[Task] Both the line with "use rampart_core::components::*;" and the line with "use crate::engine::Selection;" in the records below must appear in the output, along with every line between them, exactly and with nothing added.

[Dataset entries]
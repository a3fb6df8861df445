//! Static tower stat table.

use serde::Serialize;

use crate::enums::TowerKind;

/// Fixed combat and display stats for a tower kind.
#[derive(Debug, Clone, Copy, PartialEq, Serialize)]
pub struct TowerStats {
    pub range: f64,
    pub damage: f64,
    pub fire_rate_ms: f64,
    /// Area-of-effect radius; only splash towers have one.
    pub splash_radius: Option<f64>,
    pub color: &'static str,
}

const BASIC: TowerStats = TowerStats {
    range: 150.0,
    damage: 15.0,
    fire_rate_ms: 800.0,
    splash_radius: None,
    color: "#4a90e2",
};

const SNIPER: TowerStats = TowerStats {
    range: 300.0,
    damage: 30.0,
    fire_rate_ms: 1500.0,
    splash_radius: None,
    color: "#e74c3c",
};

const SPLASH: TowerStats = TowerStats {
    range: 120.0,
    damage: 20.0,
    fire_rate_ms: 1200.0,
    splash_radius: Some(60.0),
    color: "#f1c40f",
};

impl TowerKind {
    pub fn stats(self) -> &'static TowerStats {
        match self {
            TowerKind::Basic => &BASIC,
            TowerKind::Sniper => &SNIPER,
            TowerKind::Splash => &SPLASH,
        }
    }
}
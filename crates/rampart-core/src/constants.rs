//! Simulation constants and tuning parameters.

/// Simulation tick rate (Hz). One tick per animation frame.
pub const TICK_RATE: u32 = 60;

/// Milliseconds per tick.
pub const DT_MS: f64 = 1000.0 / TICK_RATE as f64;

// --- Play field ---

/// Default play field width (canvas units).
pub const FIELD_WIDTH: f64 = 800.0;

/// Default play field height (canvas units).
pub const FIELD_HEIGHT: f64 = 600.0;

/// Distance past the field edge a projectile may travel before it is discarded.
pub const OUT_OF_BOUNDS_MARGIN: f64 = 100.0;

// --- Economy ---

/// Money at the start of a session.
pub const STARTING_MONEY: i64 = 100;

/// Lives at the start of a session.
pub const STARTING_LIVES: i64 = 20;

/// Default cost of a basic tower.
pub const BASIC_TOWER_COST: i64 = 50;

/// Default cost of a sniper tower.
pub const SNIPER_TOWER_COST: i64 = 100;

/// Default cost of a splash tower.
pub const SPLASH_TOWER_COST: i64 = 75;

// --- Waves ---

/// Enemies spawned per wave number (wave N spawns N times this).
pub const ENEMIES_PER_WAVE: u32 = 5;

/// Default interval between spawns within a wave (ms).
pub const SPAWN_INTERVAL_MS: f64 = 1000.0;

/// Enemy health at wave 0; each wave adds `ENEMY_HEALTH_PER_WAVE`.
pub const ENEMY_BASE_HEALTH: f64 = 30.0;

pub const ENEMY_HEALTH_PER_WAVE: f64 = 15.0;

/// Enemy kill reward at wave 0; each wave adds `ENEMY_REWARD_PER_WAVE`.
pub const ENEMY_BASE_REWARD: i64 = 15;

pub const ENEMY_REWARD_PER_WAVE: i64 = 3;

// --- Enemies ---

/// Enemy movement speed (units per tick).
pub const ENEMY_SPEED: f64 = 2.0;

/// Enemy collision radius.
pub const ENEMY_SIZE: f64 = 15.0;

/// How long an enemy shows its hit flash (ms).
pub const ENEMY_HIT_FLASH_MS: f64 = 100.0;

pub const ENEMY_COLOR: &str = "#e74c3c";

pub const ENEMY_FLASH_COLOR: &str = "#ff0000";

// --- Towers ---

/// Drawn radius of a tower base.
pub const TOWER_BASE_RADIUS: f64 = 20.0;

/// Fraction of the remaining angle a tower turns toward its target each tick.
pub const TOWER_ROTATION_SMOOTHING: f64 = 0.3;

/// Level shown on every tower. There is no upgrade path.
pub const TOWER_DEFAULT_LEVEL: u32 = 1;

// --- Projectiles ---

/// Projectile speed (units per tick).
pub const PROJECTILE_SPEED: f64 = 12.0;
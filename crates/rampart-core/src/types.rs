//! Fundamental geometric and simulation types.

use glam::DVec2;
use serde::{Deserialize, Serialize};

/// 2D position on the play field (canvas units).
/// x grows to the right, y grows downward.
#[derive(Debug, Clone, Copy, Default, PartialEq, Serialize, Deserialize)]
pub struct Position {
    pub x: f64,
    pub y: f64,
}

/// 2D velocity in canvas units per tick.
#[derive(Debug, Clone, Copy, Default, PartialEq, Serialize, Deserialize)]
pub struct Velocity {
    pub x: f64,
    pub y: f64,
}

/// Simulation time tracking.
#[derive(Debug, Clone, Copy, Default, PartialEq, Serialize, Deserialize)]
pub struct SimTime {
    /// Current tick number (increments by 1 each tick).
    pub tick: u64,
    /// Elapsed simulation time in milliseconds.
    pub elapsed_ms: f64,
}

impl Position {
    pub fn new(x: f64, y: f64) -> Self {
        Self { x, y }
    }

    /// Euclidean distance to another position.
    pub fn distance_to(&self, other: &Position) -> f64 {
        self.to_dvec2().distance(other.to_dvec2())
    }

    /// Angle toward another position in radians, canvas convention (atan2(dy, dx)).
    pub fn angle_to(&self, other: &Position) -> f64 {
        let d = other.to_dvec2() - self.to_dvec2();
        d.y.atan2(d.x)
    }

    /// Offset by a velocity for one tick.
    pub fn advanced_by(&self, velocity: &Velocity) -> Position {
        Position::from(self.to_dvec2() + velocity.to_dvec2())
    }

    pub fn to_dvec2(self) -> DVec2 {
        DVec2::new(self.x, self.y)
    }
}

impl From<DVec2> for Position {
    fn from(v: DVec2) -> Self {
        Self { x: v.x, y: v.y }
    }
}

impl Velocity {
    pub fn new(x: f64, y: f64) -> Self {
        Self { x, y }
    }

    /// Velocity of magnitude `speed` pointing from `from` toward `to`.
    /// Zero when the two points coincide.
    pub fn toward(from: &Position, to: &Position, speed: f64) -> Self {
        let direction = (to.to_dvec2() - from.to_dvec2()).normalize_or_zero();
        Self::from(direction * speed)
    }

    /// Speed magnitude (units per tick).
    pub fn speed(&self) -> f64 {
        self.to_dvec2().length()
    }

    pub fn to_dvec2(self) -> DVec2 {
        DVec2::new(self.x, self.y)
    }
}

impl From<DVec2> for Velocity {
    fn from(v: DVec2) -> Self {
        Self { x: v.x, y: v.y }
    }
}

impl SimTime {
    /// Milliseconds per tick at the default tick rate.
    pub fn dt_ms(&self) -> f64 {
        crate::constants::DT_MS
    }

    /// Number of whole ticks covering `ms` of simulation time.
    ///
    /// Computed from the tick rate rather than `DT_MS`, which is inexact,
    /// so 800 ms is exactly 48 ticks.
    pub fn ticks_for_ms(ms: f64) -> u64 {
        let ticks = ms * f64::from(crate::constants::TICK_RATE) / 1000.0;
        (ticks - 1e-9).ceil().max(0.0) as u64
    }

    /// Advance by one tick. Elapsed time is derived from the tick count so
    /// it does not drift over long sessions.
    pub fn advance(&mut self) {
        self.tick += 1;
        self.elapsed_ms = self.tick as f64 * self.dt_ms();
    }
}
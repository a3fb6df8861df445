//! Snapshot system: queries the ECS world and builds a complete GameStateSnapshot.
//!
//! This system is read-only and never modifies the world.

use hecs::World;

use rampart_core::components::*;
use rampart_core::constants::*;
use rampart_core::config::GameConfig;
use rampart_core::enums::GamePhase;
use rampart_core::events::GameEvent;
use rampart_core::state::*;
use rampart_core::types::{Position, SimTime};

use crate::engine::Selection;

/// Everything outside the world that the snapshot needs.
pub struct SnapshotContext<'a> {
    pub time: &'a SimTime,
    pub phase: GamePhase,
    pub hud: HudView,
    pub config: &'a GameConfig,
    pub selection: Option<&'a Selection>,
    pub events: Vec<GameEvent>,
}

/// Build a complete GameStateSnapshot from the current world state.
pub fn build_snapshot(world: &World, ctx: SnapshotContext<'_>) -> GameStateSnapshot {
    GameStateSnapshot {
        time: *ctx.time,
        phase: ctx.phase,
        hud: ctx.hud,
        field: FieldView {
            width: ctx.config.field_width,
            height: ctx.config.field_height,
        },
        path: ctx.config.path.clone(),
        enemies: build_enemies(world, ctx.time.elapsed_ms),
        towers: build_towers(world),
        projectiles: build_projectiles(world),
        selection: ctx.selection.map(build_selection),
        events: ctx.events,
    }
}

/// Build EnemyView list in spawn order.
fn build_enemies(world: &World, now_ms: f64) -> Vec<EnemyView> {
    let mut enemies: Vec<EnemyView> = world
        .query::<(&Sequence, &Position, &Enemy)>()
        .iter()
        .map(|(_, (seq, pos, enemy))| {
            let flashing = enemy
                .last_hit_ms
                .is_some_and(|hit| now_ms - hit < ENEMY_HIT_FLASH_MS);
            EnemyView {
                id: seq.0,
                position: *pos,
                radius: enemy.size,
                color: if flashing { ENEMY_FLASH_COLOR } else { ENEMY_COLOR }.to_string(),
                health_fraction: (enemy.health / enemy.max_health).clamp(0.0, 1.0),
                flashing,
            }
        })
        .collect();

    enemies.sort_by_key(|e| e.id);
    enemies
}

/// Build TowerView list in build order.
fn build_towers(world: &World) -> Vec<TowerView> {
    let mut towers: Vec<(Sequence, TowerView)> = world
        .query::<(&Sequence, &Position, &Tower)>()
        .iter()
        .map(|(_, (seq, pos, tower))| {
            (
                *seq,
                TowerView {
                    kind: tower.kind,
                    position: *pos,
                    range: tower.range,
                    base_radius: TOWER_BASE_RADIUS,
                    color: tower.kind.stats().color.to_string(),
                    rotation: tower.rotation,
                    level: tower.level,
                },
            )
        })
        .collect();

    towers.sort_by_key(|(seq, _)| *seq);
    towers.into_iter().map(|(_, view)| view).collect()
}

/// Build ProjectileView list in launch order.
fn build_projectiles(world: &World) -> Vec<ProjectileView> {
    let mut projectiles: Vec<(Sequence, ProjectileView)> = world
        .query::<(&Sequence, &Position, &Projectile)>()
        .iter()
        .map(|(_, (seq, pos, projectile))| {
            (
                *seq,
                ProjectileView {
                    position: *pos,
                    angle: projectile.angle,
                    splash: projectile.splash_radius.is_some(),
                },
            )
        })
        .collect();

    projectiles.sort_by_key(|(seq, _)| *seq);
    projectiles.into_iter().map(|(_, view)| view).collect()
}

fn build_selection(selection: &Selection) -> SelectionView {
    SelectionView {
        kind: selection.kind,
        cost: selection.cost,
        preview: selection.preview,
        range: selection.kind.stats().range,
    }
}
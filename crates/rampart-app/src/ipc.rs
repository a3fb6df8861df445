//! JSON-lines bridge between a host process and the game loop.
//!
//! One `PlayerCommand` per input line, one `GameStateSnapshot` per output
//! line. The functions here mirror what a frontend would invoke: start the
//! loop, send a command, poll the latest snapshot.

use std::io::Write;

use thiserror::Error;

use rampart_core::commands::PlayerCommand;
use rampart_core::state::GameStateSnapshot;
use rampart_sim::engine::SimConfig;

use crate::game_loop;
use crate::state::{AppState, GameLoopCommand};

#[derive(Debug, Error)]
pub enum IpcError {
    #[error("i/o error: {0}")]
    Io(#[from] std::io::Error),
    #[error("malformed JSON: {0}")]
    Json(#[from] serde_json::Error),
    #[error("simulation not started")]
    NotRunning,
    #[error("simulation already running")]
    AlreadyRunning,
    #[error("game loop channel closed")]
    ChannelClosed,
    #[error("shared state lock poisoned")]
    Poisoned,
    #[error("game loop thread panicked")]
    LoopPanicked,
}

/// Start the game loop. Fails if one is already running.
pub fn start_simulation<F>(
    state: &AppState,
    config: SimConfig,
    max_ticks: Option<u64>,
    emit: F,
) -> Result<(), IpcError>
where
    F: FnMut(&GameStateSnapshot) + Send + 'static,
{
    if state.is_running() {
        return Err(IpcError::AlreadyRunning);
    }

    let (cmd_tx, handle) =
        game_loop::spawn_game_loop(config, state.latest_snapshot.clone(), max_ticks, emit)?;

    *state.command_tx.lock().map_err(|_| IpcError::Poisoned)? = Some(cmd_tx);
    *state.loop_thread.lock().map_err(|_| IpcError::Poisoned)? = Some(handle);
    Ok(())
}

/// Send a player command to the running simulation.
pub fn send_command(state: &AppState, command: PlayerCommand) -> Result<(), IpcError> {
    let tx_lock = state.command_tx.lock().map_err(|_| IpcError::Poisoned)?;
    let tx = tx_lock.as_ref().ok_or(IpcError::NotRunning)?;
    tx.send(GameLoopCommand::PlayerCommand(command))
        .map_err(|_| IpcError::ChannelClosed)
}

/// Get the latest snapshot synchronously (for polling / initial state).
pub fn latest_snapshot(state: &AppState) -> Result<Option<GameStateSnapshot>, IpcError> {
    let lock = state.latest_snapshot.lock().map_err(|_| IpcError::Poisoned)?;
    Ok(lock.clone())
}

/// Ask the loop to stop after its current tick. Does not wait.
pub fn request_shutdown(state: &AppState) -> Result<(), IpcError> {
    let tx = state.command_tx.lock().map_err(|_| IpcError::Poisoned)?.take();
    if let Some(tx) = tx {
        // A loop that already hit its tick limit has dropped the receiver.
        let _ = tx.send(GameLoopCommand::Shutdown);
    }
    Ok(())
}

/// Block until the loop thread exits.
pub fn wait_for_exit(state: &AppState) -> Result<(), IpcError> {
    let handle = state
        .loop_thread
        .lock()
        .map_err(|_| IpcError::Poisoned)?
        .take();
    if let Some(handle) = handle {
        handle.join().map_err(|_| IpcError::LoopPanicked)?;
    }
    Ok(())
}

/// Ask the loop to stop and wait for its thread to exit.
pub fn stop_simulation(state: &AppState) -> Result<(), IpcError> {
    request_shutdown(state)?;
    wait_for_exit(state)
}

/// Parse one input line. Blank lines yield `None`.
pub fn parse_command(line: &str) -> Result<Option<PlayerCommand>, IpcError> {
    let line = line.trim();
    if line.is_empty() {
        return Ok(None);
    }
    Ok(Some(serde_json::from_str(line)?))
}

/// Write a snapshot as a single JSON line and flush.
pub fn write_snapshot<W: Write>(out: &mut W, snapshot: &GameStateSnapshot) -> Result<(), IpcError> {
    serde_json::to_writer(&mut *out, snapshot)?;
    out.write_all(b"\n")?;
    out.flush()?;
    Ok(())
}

[Reply to the exercise]
use rampart_core::components::*;
use rampart_core::constants::*;
use rampart_core::config::GameConfig;
use rampart_core::enums::GamePhase;
use rampart_core::events::GameEvent;
use rampart_core::state::*;
use rampart_core::types::{Position, SimTime};

use crate::engine::Selection;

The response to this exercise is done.